Find Us On Social Media :

Titip Umur di Alcatraz (3)

By Agus Surono, Sabtu, 6 Oktober 2012 | 15:00 WIB

Titip Umur di Alcatraz (3)

Intisari-Online.com - Penjara Alcatraz terletak di sebuah pulau mungil bernama sama di Teluk San Francisco yang indah. Namun keindahan teluk itu rupanya tidak mengalangi pemerintah AS untuk mendirikan sebuah penjara yang justru terkenal paling seram dan ketat di dunia.

Sejak 22 Agustus 1934 Penjara Alcatraz menjadi penjara federal dengan penjagaan maksimum. Tapi The World Book Encyclopedia menyebutkan narapidana yang dianggap berbahaya sudah disekap di sana sejak tahun sebelumnya. Mungkin karena lokasinya cukup mendukung. Pulau karang yang luasnya 5 ha itu kira-kira 1,6 km jauhnya dari daratan. Sepanjang sejarahnya, ada 14 kali percobaan melarikan diri yang semuanya gagal. Tujuh orang ditembak mati, enam orang tenggelam (tapi yang ditemukan mayatnya hanya satu).

Yang tenggelam umumnya tak tahan pada dinginnya perairan di Teluk San Francisco, di samping turbulensi arusnya yang kejam. John Paul Scott satu-satunya orang yang sebenarnya berhasil mencapai daratan dengan berenang, hanya tiga bulan sebelum penjara itu ditutup. Tapi akhirnya ia tertangkap lagi, karena kondisi tubuh yang tak memungkinkan lagi.

Sebelum menjadi penjara federal, misalnya ketika Perang Saudara meruyak di AS sekitar tahun 1860-an, penjara itu berfungsi sebagai barak militer. Tahun 1868 fungsinya berubah menjadi penjara bagi narapidana jangka panjang, termasuk kepala suku Indian.

Namun pada tanggal 21 Maret 1963 penjara itu ditutup dengan alasan biaya pengelolaan dan perawatannya terlalu mahal. Maka sejak tahun 1972, jadilah Alcatraz yang berarti pelikan itu bagian dari Kawasan Rekreasi Nasional Golden Gate.

Titik balik

Saya minta tolong Murphy mencarikan ibu saya. Tapi saya melarangnya menghubungi keluarga. Saya merasa mereka sudah cukup menahan malu dan derita gara-gara ulah saya. Lagi pula saya belum menerima nasib akan menjalani hukuman. Kalau berdamai dengan mereka, mau tak mau saya harus melepaskan angan-angan untuk melarikan diri.

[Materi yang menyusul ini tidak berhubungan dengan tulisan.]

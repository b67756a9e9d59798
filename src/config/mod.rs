mod types;

pub use types::{default_profile_path, OrganizationProfile};
// src/backend/cli.rs
use std::{
    env,
    fs::{self, OpenOptions},
    io::{self, Write},
    path::{Path, PathBuf},
    process::{Command, Output},
};
use uuid::Uuid;

use super::{CryptoError, CsrArtifacts, CsrBackend, KeyPair};
use crate::csr::{
    openssl_config::{check_config_values, render_request_config},
    CsrRequestDescriptor,
};
use crate::utils::logging::Logger;

#[derive(Debug)]
pub struct OpenSSLError {
    pub message: String,
    pub stdout: String,
    pub stderr: String,
}

impl OpenSSLError {
    fn from_output(message: String, output: &Output) -> Self {
        Self {
            message,
            stdout: String::from_utf8_lossy(&output.stdout).to_string(),
            stderr: String::from_utf8_lossy(&output.stderr).to_string(),
        }
    }
}

impl std::fmt::Display for OpenSSLError {
    fn fmt(&self, f: &mut std::fmt::Formatter<'_>) -> std::fmt::Result {
        if self.stderr.trim().is_empty() {
            write!(f, "{}", self.message)
        } else {
            write!(f, "{}: {}", self.message, self.stderr.trim())
        }
    }
}

impl std::error::Error for OpenSSLError {}

/// Drives the `openssl` executable the way the shell workflow does: a
/// throwaway request config, `genrsa`, then `req -new`.
#[derive(Debug, Clone)]
pub struct OpensslCliBackend {
    program: String,
    work_root: PathBuf,
}

impl Default for OpensslCliBackend {
    fn default() -> Self {
        Self::new()
    }
}

impl OpensslCliBackend {
    pub fn new() -> Self {
        Self {
            program: "openssl".to_string(),
            work_root: env::temp_dir(),
        }
    }

    pub fn with_program(mut self, program: &str) -> Self {
        self.program = program.to_string();
        self
    }

    /// Runs `f` inside a fresh owner-only directory that is removed
    /// afterwards, whatever the outcome.
    fn with_work_dir<T>(
        &self,
        logger: &mut dyn Logger,
        f: impl FnOnce(&Path, &mut dyn Logger) -> Result<T, String>,
    ) -> Result<T, String> {
        let dir = self.work_root.join(format!("csrgen-{}", Uuid::new_v4()));
        create_private_dir(&dir)
            .map_err(|e| format!("Failed to create {}: {}", dir.display(), e))?;
        logger.debug_log(&format!("Using work directory: {}", dir.display()));

        let result = f(&dir, logger);

        // Clean up key, config and request files
        if let Err(e) = fs::remove_dir_all(&dir) {
            logger.log(&format!("Failed to remove {}: {}", dir.display(), e));
        }
        result
    }

    fn run(&self, args: &[&str], failure: &str, logger: &mut dyn Logger) -> Result<(), String> {
        logger.debug_log(&format!("Executing {} {}", self.program, args.join(" ")));
        let output = Command::new(&self.program)
            .args(args)
            .output()
            .map_err(|e| format!("Failed to run {}: {}", self.program, e))?;

        if !output.status.success() {
            let error = OpenSSLError::from_output(failure.to_string(), &output);
            logger.log(&error.message);
            logger.debug_log(&format!(
                "stdout: {}\nstderr: {}",
                error.stdout, error.stderr
            ));
            return Err(error.to_string());
        }
        Ok(())
    }
}

fn create_private_dir(path: &Path) -> io::Result<()> {
    let mut builder = fs::DirBuilder::new();
    builder.recursive(true);

    #[cfg(unix)]
    {
        use std::os::unix::fs::DirBuilderExt;
        builder.mode(0o700);
    }

    builder.create(path)
}

/// Creates the file with owner-only permissions from the start.
fn write_private(path: &Path, content: &str) -> io::Result<()> {
    let mut options = OpenOptions::new();
    options.write(true).create(true).truncate(true);

    #[cfg(unix)]
    {
        use std::os::unix::fs::OpenOptionsExt;
        options.mode(0o600);
    }

    options.open(path)?.write_all(content.as_bytes())
}

fn path_str(path: &Path) -> Result<&str, String> {
    path.to_str()
        .ok_or_else(|| format!("Non UTF-8 path: {}", path.display()))
}

impl CsrBackend for OpensslCliBackend {
    fn name(&self) -> &'static str {
        "cli"
    }

    fn generate_key_pair(
        &self,
        bits: u32,
        logger: &mut dyn Logger,
    ) -> Result<KeyPair, CryptoError> {
        self.with_work_dir(logger, |dir, logger| {
            let key_path = dir.join("private.key");
            logger.debug_log(&format!("Generating private key: {}", key_path.display()));
            self.run(
                &["genrsa", "-out", path_str(&key_path)?, &bits.to_string()],
                "Failed to generate private key",
                logger,
            )?;

            let pem = fs::read_to_string(&key_path)
                .map_err(|e| format!("Failed to read generated key: {}", e))?;
            Ok(KeyPair::new(pem, bits))
        })
        .map_err(CryptoError::KeyGenFailed)
    }

    fn sign_request(
        &self,
        descriptor: &CsrRequestDescriptor,
        key_pair: &KeyPair,
        logger: &mut dyn Logger,
    ) -> Result<CsrArtifacts, CryptoError> {
        check_config_values(descriptor).map_err(CryptoError::SignFailed)?;

        self.with_work_dir(logger, |dir, logger| {
            let key_path = dir.join("private.key");
            let config_path = dir.join("request.cnf");
            let csr_path = dir.join("request.csr");

            write_private(&key_path, key_pair.private_key_pem())
                .map_err(|e| format!("Failed to stage private key: {}", e))?;
            fs::write(&config_path, render_request_config(descriptor))
                .map_err(|e| format!("Failed to write OpenSSL config: {}", e))?;
            logger.debug_log(&format!("Using OpenSSL config: {}", config_path.display()));
            logger.debug_log(&format!("Generating CSR: {}", csr_path.display()));

            self.run(
                &[
                    "req",
                    "-new",
                    "-sha256",
                    "-key",
                    path_str(&key_path)?,
                    "-out",
                    path_str(&csr_path)?,
                    "-config",
                    path_str(&config_path)?,
                    "-batch",
                ],
                "Failed to generate CSR",
                logger,
            )?;

            let csr_pem = fs::read_to_string(&csr_path)
                .map_err(|e| format!("Failed to read generated CSR: {}", e))?;
            Ok(CsrArtifacts {
                key_pem: key_pair.private_key_pem().to_string(),
                csr_pem,
            })
        })
        .map_err(CryptoError::SignFailed)
    }
}

#[cfg(test)]
mod tests {
    use super::*;
    use crate::config::OrganizationProfile;
    use crate::csr::{normalize, verification::inspect_request, RequestBuilder};
    use crate::utils::logging::tests::MockLogger;
    use tempfile::TempDir;

    fn openssl_available() -> bool {
        Command::new("openssl")
            .arg("version")
            .output()
            .map(|o| o.status.success())
            .unwrap_or(false)
    }

    fn descriptor(fqdn: &str, sans: &str) -> CsrRequestDescriptor {
        let input = normalize(fqdn, sans).unwrap();
        RequestBuilder::new(OrganizationProfile::default()).build(input.fqdn, input.sans)
    }

    fn backend_in(work_root: &TempDir) -> OpensslCliBackend {
        OpensslCliBackend {
            work_root: work_root.path().to_path_buf(),
            ..OpensslCliBackend::new()
        }
    }

    #[test]
    fn missing_executable_is_a_keygen_failure() {
        let backend = OpensslCliBackend::new().with_program("/nonexistent/openssl");
        let err = backend
            .generate_key_pair(2048, &mut MockLogger::new())
            .unwrap_err();
        assert!(matches!(err, CryptoError::KeyGenFailed(ref msg) if msg.contains("Failed to run")));
    }

    #[test]
    fn cli_request_matches_descriptor_and_leaves_no_files() {
        if !openssl_available() {
            eprintln!("openssl executable not found, skipping");
            return;
        }

        let work_root = TempDir::new().unwrap();
        let backend = backend_in(&work_root);
        let descriptor = descriptor("cli.example.edu", "www.cli.example.edu, cli.example.edu");
        let mut logger = MockLogger::new();

        let key_pair = backend
            .generate_key_pair(descriptor.key_bits, &mut logger)
            .unwrap();
        let artifacts = backend
            .sign_request(&descriptor, &key_pair, &mut logger)
            .unwrap();

        let summary = inspect_request(&artifacts.csr_pem).unwrap();
        assert_eq!(
            summary.sans,
            ["cli.example.edu", "www.cli.example.edu", "cli.example.edu"]
        );
        assert!(summary.check_matches(&descriptor).is_ok());

        assert_eq!(fs::read_dir(work_root.path()).unwrap().count(), 0);
        let lines = logger.lines();
        assert!(lines.iter().any(|l| l.starts_with("DEBUG: Using OpenSSL config: ")));
        assert!(lines.iter().all(|l| !l.contains("PRIVATE KEY")));
    }

    #[test]
    fn failing_command_logs_output_and_reports_stderr() {
        if !openssl_available() {
            return;
        }

        let backend = OpensslCliBackend::new();
        let key_pair = KeyPair::new("garbage".to_string(), 2048);
        let mut logger = MockLogger::new();
        let err = backend
            .sign_request(&descriptor("fail.bc.edu", ""), &key_pair, &mut logger)
            .unwrap_err();
        assert!(matches!(err, CryptoError::SignFailed(ref msg) if msg.starts_with("Failed to generate CSR")));

        let lines = logger.lines();
        assert!(lines.contains(&"Failed to generate CSR".to_string()));
        assert!(lines.iter().any(|l| l.starts_with("DEBUG: stdout: ")));
    }

    #[test]
    fn line_breaks_in_names_are_refused_before_running_openssl() {
        // Never reaches the executable, so this holds without openssl installed
        let work_root = TempDir::new().unwrap();
        let backend = backend_in(&work_root).with_program("/nonexistent/openssl");
        let key_pair = KeyPair::new("unused".to_string(), 2048);

        for (fqdn, sans) in [
            ("a.bc.edu", "x.bc.edu\nDNS.9 = evil.com"),
            ("a\nb.bc.edu", ""),
        ] {
            let err = backend
                .sign_request(&descriptor(fqdn, sans), &key_pair, &mut MockLogger::new())
                .unwrap_err();
            assert!(
                matches!(err, CryptoError::SignFailed(ref msg) if msg.contains("control character")),
                "unexpected error: {}",
                err
            );
        }
        assert_eq!(fs::read_dir(work_root.path()).unwrap().count(), 0);
    }

    #[cfg(unix)]
    #[test]
    fn staged_files_are_owner_only() {
        use std::os::unix::fs::PermissionsExt;

        let temp_dir = TempDir::new().unwrap();
        let dir = temp_dir.path().join("scratch");
        create_private_dir(&dir).unwrap();
        let key_path = dir.join("private.key");
        write_private(&key_path, "KEY").unwrap();

        let mode = |p: &Path| fs::metadata(p).unwrap().permissions().mode() & 0o777;
        assert_eq!(mode(&dir), 0o700);
        assert_eq!(mode(&key_path), 0o600);
        assert_eq!(fs::read_to_string(&key_path).unwrap(), "KEY");
    }

    #[test]
    fn config_metacharacters_survive_openssl_req() {
        if !openssl_available() {
            return;
        }

        let profile = OrganizationProfile {
            organization: r#"O'Brien "Labs" #1"#.to_string(),
            organizational_unit: r"Ops $HOME \ Infra".to_string(),
            ..OrganizationProfile::default()
        };
        let input = normalize("meta.bc.edu", "").unwrap();
        let descriptor = RequestBuilder::new(profile).build(input.fqdn, input.sans);

        let work_root = TempDir::new().unwrap();
        let backend = backend_in(&work_root);
        let mut logger = MockLogger::new();
        let key_pair = backend
            .generate_key_pair(descriptor.key_bits, &mut logger)
            .unwrap();
        let artifacts = backend
            .sign_request(&descriptor, &key_pair, &mut logger)
            .unwrap();

        let summary = inspect_request(&artifacts.csr_pem).unwrap();
        assert!(summary
            .subject
            .contains(&("O".to_string(), r#"O'Brien "Labs" #1"#.to_string())));
        assert!(summary
            .subject
            .contains(&("OU".to_string(), r"Ops $HOME \ Infra".to_string())));
        assert!(summary.check_matches(&descriptor).is_ok());
    }
}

Belakangan pengganti sementara Pastor Clark, Pastor Hastings, berhasil mendapatkan kabar tentang ibu saya. Ternyata ibu telah meninggal pada usia 44 tahun. Berminggu-minggu saya berjuang melawan rasa sedih, kecewa, dan marah. Saya kesal kenapa tidak berusaha mencarinya ketika masih bebas. Walaupun sudah bertahun-tahun tidak berjumpa dengan ibu, saya toh merasa kosong. Selama ini saya telah telanjur membayangkan di luar sana masih ada ibu.

Satu hari Minggu tiba-tiba sel saya dibuka. Penjaga mengatakan ada tamu. Saya berjalan sambil gemetar. Takut melihat siapa yang ada di dalam ruang tamu.

Setibanya di dalam kotak penerima tamu, saya mengintip. Ternyata ayah dan ibu tiri saya. Rupanya mereka sudah melihat saya berjalan sejak tadi dan saat itu sudah menangis sejadi-jadinya. Seluruh tubuh saya gemetar hebat sampai saya mesti ditolong penjaga untuk duduk. la memberikan teleponnya kepada saya. Mulut saya kering, air mata saya berderai, ucapan saya tak jelas. Baru beberapa menit kemudian kami dapat berbicara secara biasa. Itu pun berkali-kali disela pecahnya isak tangis.

Lenyap sudah si terpidana yang tangguh, mandiri dan tak butuh siapa-siapa. Yang ada kemudian adalah seorang pria emosional yang beitekad tidak akan menyakiti perasaan keluarganya lagi. Saat itu, melihat air mata dan derita mereka yang hebat, saya lahir baru. Saya bertekad bulat untuk bertobat. Hanya dalam waktu yang demikian singkat, semua pikiran tentang melarikan diri musnah.

Ketika kembali ke sel, saya merasa sel itu tak lagi sedingin dan sesuram sebelumnya. Hati saya berbunga-bunga penuh kehangatan. Saya merasakan kedamaian yang belum pernah saya rasakan. Saya bukan lagi melulu sebuah nomor yang kesepian, tapi seorang pria dengan keluarga yang menyayanginya.